Alongside the Jewish hotline Community Service Trust and Muslim hotline Tell MAMA, Galop opposed Mayor of London Boris Johnson's proposal of a hate crime hotline in 2015, stating it would dilute community trust in existing hotlines and discourage reporting.

In October 2016, Galop reported that hate crimes against LGBT people increased 147% during July, August and September 2016, the three months following the Brexit referendum, compared to the same period in 2017; a proportionately higher rise than other hate crimes in that period. It stated it had given support to 187 LGBT people in the 2016 period, compared with 72 in the same period in 2015. Galop also noted it had registered a number of explicitly Brexit related attacks against visibly LGBT people during these months. That year, it surveyed 467 LGBT people and found that around 20% of respondents said they had experienced hate crime, but that half of those who reported a hate crime to the police felt unsatisfied with the outcome. Galop's chief executive at the time Nik Noone said that "UK responses to hate crime are among the best in the world but our hate crime laws are far from perfect." The London Gay Men's Chorus released a cover of "Bridge Over Troubled Water" for victims of the Orlando nightclub shooting in June, raising money for the Pulse Victims Fund and Galop.

In 2016, when Broken Rainbow, an LGBT charity that operated a domestic violence helpline, collapsed, Galop took on responsibility of the helpline's services.

In October 2019, Galop published research through The Independent that 27% of those aged 18 to 24 thought LGBT people were "immoral" or that homosexuality contravened their beliefs, compared to 20% across all age groups, and that respondents under 25 were more polarised than their older counterparts. It attributed the change to "the influence of the rise of anti-LGBT+ rhetoric globally," and "a growing number of siloed online communities of hate, which exist with different social norms to mainstream society."

=== 2020–present ===
Galop launched its National Conversion Therapy Helpline in October 2021, financed through crowdfunding, and welcomed government plans to ban the practice in England and Wales, though expressed concerns that the consultation and debate surrounding the ban "may prove traumatising for victims and survivors". In May 2022 it was announced that the UK government would fund Galop with over £300,000 to run the helpline for three years, expanding it to include a live chat function and information service in addition to its already existing phone and email support.

In 2022, Galop commissioned a YouGov survey of over 5,000 people in February that year; it found that nearly a third of LGBT people had experienced abuse from a relative, including verbal harassment and threats of homelessness and physical violence.
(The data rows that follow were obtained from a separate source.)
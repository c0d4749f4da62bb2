//! Network access for the asset cache

use super::request::{AssetRequest, AssetResponse};
use crate::error::AssetError;
use async_trait::async_trait;

/// Performs a real fetch when the cache cannot answer
#[async_trait]
pub trait Network: Send + Sync {
    /// Any HTTP status is a successful fetch; only transport failures are errors
    async fn fetch(&self, request: &AssetRequest) -> Result<AssetResponse, AssetError>;
}

#[derive(Debug, Clone, Default)]
pub struct HttpNetwork {
    client: reqwest::Client,
}

impl HttpNetwork {
    #[must_use]
    pub const fn new(client: reqwest::Client) -> Self {
        Self { client }
    }
}

#[async_trait]
impl Network for HttpNetwork {
    async fn fetch(&self, request: &AssetRequest) -> Result<AssetResponse, AssetError> {
        let failed = |e: reqwest::Error| AssetError::Network {
            url: request.url().to_string(),
            reason: e.to_string(),
        };

        let response = self
            .client
            .request(request.method().clone(), request.url().clone())
            .send()
            .await
            .map_err(failed)?;

        let status = response.status().as_u16();
        let headers = response
            .headers()
            .iter()
            .filter_map(|(name, value)| {
                value
                    .to_str()
                    .ok()
                    .map(|v| (name.as_str().to_string(), v.to_string()))
            })
            .collect();
        let body = response.bytes().await.map_err(failed)?.to_vec();

        Ok(AssetResponse {
            status,
            headers,
            body,
        })
    }
}

#[cfg(test)]
mod tests {
    use super::*;
    use httpmock::prelude::*;

    #[tokio::test]
    async fn fetch_captures_status_headers_body() {
        let server = MockServer::start();
        server.mock(|when, then| {
            when.method(GET).path("/styles.css");
            then.status(200)
                .header("Content-Type", "text/css")
                .body("body{}");
        });

        let request = AssetRequest::parse_get(&server.url("/styles.css")).unwrap();
        let response = HttpNetwork::default().fetch(&request).await.unwrap();

        assert_eq!(response.status, 200);
        assert_eq!(response.header("content-type"), Some("text/css"));
        assert_eq!(response.body, b"body{}");
    }

    #[tokio::test]
    async fn fetch_returns_error_statuses() {
        let server = MockServer::start();
        server.mock(|when, then| {
            when.method(GET).path("/missing");
            then.status(404);
        });

        let request = AssetRequest::parse_get(&server.url("/missing")).unwrap();
        let response = HttpNetwork::default().fetch(&request).await.unwrap();

        assert_eq!(response.status, 404);
        assert!(!response.is_success());
    }

    #[tokio::test]
    async fn fetch_unreachable_host_is_network_error() {
        let request = AssetRequest::parse_get("http://127.0.0.1:1/app.js").unwrap();
        let err = HttpNetwork::default().fetch(&request).await.unwrap_err();

        assert!(matches!(err, AssetError::Network { .. }));
    }
}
This increased to 43% for transgender and non-binary respondents. 60% of those who had experienced this abuse said their LGBT identity was either the main reason or part of the reason for the abuse. 63% were under 18 when they first experienced abuse from their family, and 30% were under 11 years old. 5% of LGBT people had experienced conversion practices driven by family members, including attempts to change, "cure" or suppress their sexual orientation or gender identity, which increased to 11% for transgender and non-binary people. It thus recommended long-term dedicated funding for specialist services to support LGBT abuse survivors. It reported in November that transgender people avoided reporting incidents out of fear they would be subject to discrimination including misgendering and deadnaming. Galop recorded a 19% increase in demand for its hate crime support services in the last six months of 2022, which it attributed to a "hostile public narrative" resulting from controversies such as the Isla Bryson case.
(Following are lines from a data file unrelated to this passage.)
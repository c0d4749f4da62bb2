//! Filtering and ranking of a word list

use super::filter::is_allowed_word;
use crate::core::PuzzleSpec;
use rayon::prelude::*;
use std::cmp::Ordering;

/// Ranking order: longest first, then alphabetical
#[must_use]
pub fn rank_order(a: &str, b: &str) -> Ordering {
    b.chars()
        .count()
        .cmp(&a.chars().count())
        .then_with(|| a.cmp(b))
}

/// Filter a word list to valid answers and rank them
///
/// Entries are trimmed before testing, kept words keep list order until the
/// final sort, and the input is never modified. Duplicate entries in the list
/// produce duplicate results.
///
/// # Examples
/// ```
/// use honeycomb::core::PuzzleSpec;
/// use honeycomb::solver::solve;
///
/// let spec = PuzzleSpec::validate("pituar", "l").unwrap();
/// let words: Vec<String> = ["pill", "pillar", "tulip", "pilot"]
///     .iter()
///     .map(ToString::to_string)
///     .collect();
///
/// assert_eq!(solve(&spec, &words), vec!["pillar", "tulip", "pill"]);
/// ```
#[must_use]
pub fn solve(spec: &PuzzleSpec, words: &[String]) -> Vec<String> {
    let allowed = spec.allowed();
    let center = spec.center();

    let mut results: Vec<String> = words
        .par_iter()
        .map(|w| w.trim())
        .filter(|w| is_allowed_word(w, allowed, center))
        .map(str::to_owned)
        .collect();

    results.sort_unstable_by(|a, b| rank_order(a, b));
    results
}
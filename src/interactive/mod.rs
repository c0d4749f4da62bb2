//! Interactive TUI for solving puzzles and browsing definitions

mod app;
mod rendering;

pub use app::{
    App, Completion, DefinitionPanel, DefinitionState, Focus, Message, MessageStyle, Task,
    run_tui,
};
In January 2023, Galop released polling that one in five LGBT people and over a third of transgender people in the UK had been subjected to attempted conversion therapy. For Valentines Day that year, it partnered with cosmetics company Lush in a 'Have a Heart' initiative, encouraging customers to send e-cards to their members of parliament telling them to prohibit conversion practices. Lush also released limited edition heart-shaped washcards, all sales of which went to Galop.